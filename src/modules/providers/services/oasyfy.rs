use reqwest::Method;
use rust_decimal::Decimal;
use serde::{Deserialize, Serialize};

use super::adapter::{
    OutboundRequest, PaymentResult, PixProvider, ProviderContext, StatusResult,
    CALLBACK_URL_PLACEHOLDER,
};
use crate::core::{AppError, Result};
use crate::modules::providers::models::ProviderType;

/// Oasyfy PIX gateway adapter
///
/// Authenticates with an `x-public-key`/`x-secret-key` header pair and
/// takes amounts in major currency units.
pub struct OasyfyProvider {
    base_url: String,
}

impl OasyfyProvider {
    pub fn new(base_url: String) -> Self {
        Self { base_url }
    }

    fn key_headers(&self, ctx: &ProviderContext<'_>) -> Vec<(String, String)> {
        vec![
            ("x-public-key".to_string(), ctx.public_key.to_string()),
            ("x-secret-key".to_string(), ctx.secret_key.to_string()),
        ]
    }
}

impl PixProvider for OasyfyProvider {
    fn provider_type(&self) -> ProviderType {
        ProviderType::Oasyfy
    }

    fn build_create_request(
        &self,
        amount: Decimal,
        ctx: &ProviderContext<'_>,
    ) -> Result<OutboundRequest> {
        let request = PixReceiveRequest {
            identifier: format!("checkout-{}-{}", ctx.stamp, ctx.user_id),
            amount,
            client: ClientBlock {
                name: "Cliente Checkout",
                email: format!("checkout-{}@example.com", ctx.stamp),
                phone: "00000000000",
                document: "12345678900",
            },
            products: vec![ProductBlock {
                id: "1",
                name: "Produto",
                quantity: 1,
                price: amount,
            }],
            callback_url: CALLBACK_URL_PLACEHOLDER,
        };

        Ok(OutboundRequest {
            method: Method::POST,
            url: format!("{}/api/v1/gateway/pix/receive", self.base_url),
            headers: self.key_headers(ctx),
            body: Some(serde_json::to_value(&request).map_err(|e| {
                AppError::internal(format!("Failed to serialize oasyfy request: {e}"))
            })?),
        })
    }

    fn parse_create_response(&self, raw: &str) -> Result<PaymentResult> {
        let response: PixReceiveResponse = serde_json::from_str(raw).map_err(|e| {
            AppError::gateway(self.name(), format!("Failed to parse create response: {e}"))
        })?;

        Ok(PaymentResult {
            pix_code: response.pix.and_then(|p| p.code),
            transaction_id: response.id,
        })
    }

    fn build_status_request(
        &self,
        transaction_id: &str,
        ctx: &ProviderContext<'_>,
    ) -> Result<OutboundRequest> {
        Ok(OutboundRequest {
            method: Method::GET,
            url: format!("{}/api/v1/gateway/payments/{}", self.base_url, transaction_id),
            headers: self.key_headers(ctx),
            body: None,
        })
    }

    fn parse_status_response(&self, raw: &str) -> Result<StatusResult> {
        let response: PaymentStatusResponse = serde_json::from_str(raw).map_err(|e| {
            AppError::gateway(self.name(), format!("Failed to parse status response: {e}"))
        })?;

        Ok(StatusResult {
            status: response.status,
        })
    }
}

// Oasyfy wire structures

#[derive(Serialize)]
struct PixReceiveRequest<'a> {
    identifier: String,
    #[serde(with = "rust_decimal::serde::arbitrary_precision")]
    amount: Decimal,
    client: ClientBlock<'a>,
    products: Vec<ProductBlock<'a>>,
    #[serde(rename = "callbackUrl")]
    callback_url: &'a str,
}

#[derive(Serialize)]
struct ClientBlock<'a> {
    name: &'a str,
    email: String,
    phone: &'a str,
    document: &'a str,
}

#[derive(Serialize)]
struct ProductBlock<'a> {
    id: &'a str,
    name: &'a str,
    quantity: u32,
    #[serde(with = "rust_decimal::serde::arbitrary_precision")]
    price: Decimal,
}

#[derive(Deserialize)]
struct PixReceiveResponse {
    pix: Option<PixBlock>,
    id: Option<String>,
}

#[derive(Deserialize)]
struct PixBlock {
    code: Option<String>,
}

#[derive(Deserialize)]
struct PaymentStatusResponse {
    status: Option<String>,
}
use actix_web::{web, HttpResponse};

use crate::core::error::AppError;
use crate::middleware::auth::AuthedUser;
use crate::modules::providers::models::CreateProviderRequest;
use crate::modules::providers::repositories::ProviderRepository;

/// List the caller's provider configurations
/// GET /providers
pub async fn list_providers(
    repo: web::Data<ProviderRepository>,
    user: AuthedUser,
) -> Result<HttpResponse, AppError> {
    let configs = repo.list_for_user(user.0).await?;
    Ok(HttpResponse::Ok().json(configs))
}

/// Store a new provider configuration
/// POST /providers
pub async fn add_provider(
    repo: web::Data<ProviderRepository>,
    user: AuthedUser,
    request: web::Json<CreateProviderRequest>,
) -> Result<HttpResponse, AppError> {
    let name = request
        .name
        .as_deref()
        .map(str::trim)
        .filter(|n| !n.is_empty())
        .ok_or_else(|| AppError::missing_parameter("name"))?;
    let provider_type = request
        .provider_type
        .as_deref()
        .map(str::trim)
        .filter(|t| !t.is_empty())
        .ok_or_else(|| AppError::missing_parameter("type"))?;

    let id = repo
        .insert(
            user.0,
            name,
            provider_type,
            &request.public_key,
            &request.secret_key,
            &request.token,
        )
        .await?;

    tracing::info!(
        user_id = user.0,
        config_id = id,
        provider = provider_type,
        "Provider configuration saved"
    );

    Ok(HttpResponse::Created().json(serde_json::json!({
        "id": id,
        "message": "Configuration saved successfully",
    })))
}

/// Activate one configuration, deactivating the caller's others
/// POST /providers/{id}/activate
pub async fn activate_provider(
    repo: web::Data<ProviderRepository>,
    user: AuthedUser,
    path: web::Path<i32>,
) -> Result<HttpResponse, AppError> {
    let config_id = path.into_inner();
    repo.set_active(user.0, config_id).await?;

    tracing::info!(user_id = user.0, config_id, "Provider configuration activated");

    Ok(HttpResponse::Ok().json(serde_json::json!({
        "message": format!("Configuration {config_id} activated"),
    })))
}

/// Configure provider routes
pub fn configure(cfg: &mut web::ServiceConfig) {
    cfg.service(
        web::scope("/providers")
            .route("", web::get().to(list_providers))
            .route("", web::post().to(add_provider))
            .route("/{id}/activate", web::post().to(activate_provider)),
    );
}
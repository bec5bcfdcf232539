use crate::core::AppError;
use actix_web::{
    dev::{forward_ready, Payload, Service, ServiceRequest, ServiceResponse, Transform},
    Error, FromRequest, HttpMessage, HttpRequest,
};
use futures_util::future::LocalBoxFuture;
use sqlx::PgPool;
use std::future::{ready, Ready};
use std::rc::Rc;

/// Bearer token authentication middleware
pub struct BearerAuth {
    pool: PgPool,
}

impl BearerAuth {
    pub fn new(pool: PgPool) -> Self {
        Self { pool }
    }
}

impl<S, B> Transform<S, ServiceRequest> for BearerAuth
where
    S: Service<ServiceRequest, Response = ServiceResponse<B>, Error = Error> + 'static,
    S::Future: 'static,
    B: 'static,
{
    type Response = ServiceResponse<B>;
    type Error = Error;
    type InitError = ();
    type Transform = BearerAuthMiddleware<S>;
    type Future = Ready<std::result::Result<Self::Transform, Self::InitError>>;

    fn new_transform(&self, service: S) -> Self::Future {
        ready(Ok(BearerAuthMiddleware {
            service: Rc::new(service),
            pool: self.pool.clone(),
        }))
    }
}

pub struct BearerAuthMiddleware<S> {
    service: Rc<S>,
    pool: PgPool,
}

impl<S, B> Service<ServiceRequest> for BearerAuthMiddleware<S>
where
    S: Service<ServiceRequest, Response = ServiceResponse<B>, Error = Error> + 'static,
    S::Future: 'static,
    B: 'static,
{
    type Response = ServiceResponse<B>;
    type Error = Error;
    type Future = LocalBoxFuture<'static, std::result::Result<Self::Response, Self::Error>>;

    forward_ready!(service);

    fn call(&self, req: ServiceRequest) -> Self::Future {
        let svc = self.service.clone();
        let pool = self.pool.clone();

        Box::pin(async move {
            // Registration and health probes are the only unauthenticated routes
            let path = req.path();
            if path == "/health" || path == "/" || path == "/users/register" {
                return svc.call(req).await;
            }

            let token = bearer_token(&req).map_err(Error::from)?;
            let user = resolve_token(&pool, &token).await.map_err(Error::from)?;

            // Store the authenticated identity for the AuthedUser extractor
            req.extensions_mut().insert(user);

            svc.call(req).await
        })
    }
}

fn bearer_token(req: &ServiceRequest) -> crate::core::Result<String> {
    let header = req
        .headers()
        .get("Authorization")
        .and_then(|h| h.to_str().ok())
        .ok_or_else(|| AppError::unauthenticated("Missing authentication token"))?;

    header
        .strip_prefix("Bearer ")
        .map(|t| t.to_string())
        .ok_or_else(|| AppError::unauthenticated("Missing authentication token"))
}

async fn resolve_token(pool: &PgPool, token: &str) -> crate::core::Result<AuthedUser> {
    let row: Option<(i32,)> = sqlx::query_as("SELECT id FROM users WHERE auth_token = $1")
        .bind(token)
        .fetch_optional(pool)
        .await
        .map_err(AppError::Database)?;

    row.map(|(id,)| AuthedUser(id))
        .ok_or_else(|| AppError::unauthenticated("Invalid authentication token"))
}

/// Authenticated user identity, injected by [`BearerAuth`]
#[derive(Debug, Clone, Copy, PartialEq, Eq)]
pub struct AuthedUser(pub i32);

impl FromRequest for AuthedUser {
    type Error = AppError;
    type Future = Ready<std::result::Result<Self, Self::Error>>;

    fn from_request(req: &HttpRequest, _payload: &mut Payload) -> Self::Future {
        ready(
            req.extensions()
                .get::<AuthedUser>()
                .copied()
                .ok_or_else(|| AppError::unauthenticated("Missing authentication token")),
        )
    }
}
= = = = =
Prompt: Pick out the lines above that hold the string "activated" and show them.

Answer box:
    tracing::info!(user_id = user.0, config_id, "Provider configuration activated");
        "message": format!("Configuration {config_id} activated"),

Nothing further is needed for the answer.